[Dataset entries]
//! Integration tests for the JSON file store
//!
//! Covers the full read-modify-write cycle of every operation:
//! - Id assignment from the increment counter
//! - Partial updates that only touch the display name
//! - Deletes that never reclaim ids
//! - Not-found and internal error classification


use chrono::{DateTime, Utc};
use test_helpers::*;
use userdb_core::{JsonFileStore, StoreError, UpdateUserRequest, UserId, UserRepository};

// ============================================================================
// Insert / Get
// ============================================================================

#[test]
fn test_insert_assigns_next_increment() {
    let test_store = TestStore::with_contents(TWO_USERS);
    let before = test_store.envelope().increment;

    let id = test_store
        .store
        .insert(create_request("Cid", "c@x.com"))
        .expect("Failed to insert user");

    assert_eq!(id.as_str(), (before + 1).to_string());
    let after = test_store.envelope();
    assert_eq!(after.increment, before + 1);
    assert_eq!(after.list.len(), 3);
}

#[test]
fn test_insert_then_get() {
    let test_store = TestStore::new();
    let started = Utc::now();

    let id = test_store
        .store
        .insert(create_request("Ann", "a@x.com"))
        .unwrap();
    let user = test_store.store.get(&id).expect("User not found");

    assert_eq!(user.display_name, "Ann");
    assert_eq!(user.email, "a@x.com");
    assert_ne!(user.created_at, DateTime::<Utc>::default());
    assert!(user.created_at >= started - chrono::Duration::seconds(1));
}

#[test]
fn test_insert_accepts_empty_fields() {
    let test_store = TestStore::new();

    let id = test_store.store.insert(create_request("", "")).unwrap();
    let user = test_store.store.get(&id).unwrap();

    assert_eq!(user.display_name, "");
    assert_eq!(user.email, "");
}

#[test]
fn test_insert_never_reuses_deleted_ids() {
    let test_store = TestStore::new();

    let first = test_store.store.insert(create_request("Ann", "a@x.com")).unwrap();
    test_store.store.delete(&first).unwrap();
    let second = test_store.store.insert(create_request("Bob", "b@x.com")).unwrap();

    assert_eq!(first.as_str(), "1");
    assert_eq!(second.as_str(), "2");
}

#[test]
fn test_insert_fails_when_counter_exhausted() {
    let contents = format!(r#"{{"increment":{},"list":{{}}}}"#, u64::MAX);
    let test_store = TestStore::with_contents(&contents);
    let before = test_store.bytes();

    let err = test_store
        .store
        .insert(create_request("Ann", "a@x.com"))
        .unwrap_err();

    assert!(matches!(err, StoreError::Internal(_)));
    assert_eq!(test_store.bytes(), before);
}

#[test]
fn test_get_unknown_id() {
    let test_store = TestStore::with_contents(TWO_USERS);

    let err = test_store.store.get(&UserId::new("3")).unwrap_err();

    assert!(matches!(err, StoreError::UserNotFound(ref id) if id.as_str() == "3"));
}

// ============================================================================
// GetAll
// ============================================================================

#[test]
fn test_get_all_returns_every_record() {
    let test_store = TestStore::with_contents(TWO_USERS);

    let all = test_store.store.get_all().unwrap();

    assert_eq!(all.increment, 2);
    assert_eq!(all.list.len(), 2);
    assert_eq!(all.list["1"].display_name, "Ann");
    assert_eq!(all.list["2"].display_name, "Bob");
}

#[test]
fn test_get_all_empty_store() {
    let test_store = TestStore::new();

    let all = test_store.store.get_all().unwrap();

    assert_eq!(all.increment, 0);
    assert!(all.list.is_empty());
}

// ============================================================================
// Update
// ============================================================================

#[test]
fn test_update_changes_only_display_name() {
    let test_store = TestStore::with_contents(TWO_USERS);
    let id = UserId::new("1");
    let before = test_store.store.get(&id).unwrap();

    test_store
        .store
        .update(
            &id,
            UpdateUserRequest {
                display_name: "Annie".to_string(),
            },
        )
        .expect("Failed to update user");

    let after = test_store.store.get(&id).unwrap();
    assert_eq!(after.display_name, "Annie");
    assert_eq!(after.email, before.email);
    assert_eq!(after.created_at, before.created_at);

    // Other records and the counter are untouched
    let envelope = test_store.envelope();
    assert_eq!(envelope.increment, 2);
    assert_eq!(envelope.list["2"].display_name, "Bob");
}

#[test]
fn test_update_unknown_id_leaves_file_untouched() {
    let test_store = TestStore::with_contents(TWO_USERS);
    let before = test_store.bytes();

    let err = test_store
        .store
        .update(
            &UserId::new("42"),
            UpdateUserRequest {
                display_name: "Nobody".to_string(),
            },
        )
        .unwrap_err();

    assert!(err.is_not_found());
    assert_eq!(test_store.bytes(), before);
}

// ============================================================================
// Delete
// ============================================================================

#[test]
fn test_delete_removes_exactly_one_key() {
    let test_store = TestStore::with_contents(TWO_USERS);
    let id = UserId::new("1");

    test_store.store.delete(&id).expect("Failed to delete user");

    let envelope = test_store.envelope();
    assert_eq!(envelope.increment, 2);
    assert_eq!(envelope.list.len(), 1);
    assert!(envelope.list.contains_key("2"));

    let err = test_store.store.get(&id).unwrap_err();
    assert!(err.is_not_found());
}

#[test]
fn test_delete_unknown_id_leaves_file_untouched() {
    let test_store = TestStore::with_contents(TWO_USERS);
    let before = test_store.bytes();

    let err = test_store.store.delete(&UserId::new("9")).unwrap_err();

    assert!(err.is_not_found());
    assert_eq!(test_store.bytes(), before);
}

// ============================================================================
// Failure classification
// ============================================================================

#[test]
fn test_missing_file_is_internal_for_every_operation() {
    let test_store = TestStore::missing();
    let id = UserId::new("1");

    let results = [
        test_store.store.get_all().map(|_| ()),
        test_store.store.get(&id).map(|_| ()),
        test_store
            .store
            .insert(create_request("Ann", "a@x.com"))
            .map(|_| ()),
        test_store.store.update(
            &id,
            UpdateUserRequest {
                display_name: "Ann".to_string(),
            },
        ),
        test_store.store.delete(&id),
    ];

    for result in results {
        let err = result.unwrap_err();
        assert_eq!(err.code(), "internal_server_error");
    }

    // Operations never create the file
    assert!(!test_store.path().exists());
}

#[test]
fn test_corrupt_file_is_internal() {
    let test_store = TestStore::with_contents("{not json");

    let err = test_store.store.get(&UserId::new("1")).unwrap_err();

    assert!(matches!(err, StoreError::Internal(_)));
    assert_eq!(err.status_code(), 500);
}

// ============================================================================
// Seeding
// ============================================================================

#[test]
fn test_seed_writes_empty_envelope() {
    let test_store = TestStore::missing();

    JsonFileStore::seed(test_store.path()).expect("Failed to seed store");

    let value: serde_json::Value = serde_json::from_slice(&test_store.bytes()).unwrap();
    assert_eq!(value, serde_json::json!({"increment": 0, "list": {}}));
}

#[test]
fn test_seed_refuses_existing_file() {
    let test_store = TestStore::with_contents(TWO_USERS);

    let err = JsonFileStore::seed(test_store.path()).unwrap_err();

    assert!(matches!(err, StoreError::Internal(_)));
    assert_eq!(test_store.envelope().list.len(), 2);
}

// ============================================================================
// End-to-end scenario
// ============================================================================

#[test]
fn test_create_get_delete_scenario() {
    let test_store = TestStore::new();

    let id = test_store
        .store
        .insert(create_request("Ann", "a@x.com"))
        .unwrap();
    assert_eq!(id.as_str(), "1");

    let value: serde_json::Value = serde_json::from_slice(&test_store.bytes()).unwrap();
    assert_eq!(value["increment"], 1);
    assert_eq!(value["list"]["1"]["display_name"], "Ann");
    assert_eq!(value["list"]["1"]["email"], "a@x.com");
    assert!(value["list"]["1"]["created_at"].is_string());

    let user = test_store.store.get(&id).unwrap();
    assert_eq!(user.display_name, "Ann");

    test_store.store.delete(&id).unwrap();
    let value: serde_json::Value = serde_json::from_slice(&test_store.bytes()).unwrap();
    assert_eq!(value, serde_json::json!({"increment": 1, "list": {}}));

    assert!(test_store.store.get(&id).unwrap_err().is_not_found());
}

#[test]
fn test_stores_on_same_file_see_each_others_writes() {
    let test_store = TestStore::new();
    let other = JsonFileStore::new(test_store.path());

    let id = test_store
        .store
        .insert(create_request("Ann", "a@x.com"))
        .unwrap();

    // No in-process cache: a second handle reads the fresh file
    assert_eq!(other.get(&id).unwrap().email, "a@x.com");
    let next = other.insert(create_request("Bob", "b@x.com")).unwrap();
    assert_eq!(next.as_str(), "2");
}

[Task requirements]: Return each line of the data that contains the string "chrono".

[Response area]:
use chrono::{DateTime, Utc};
    assert!(user.created_at >= started - chrono::Duration::seconds(1));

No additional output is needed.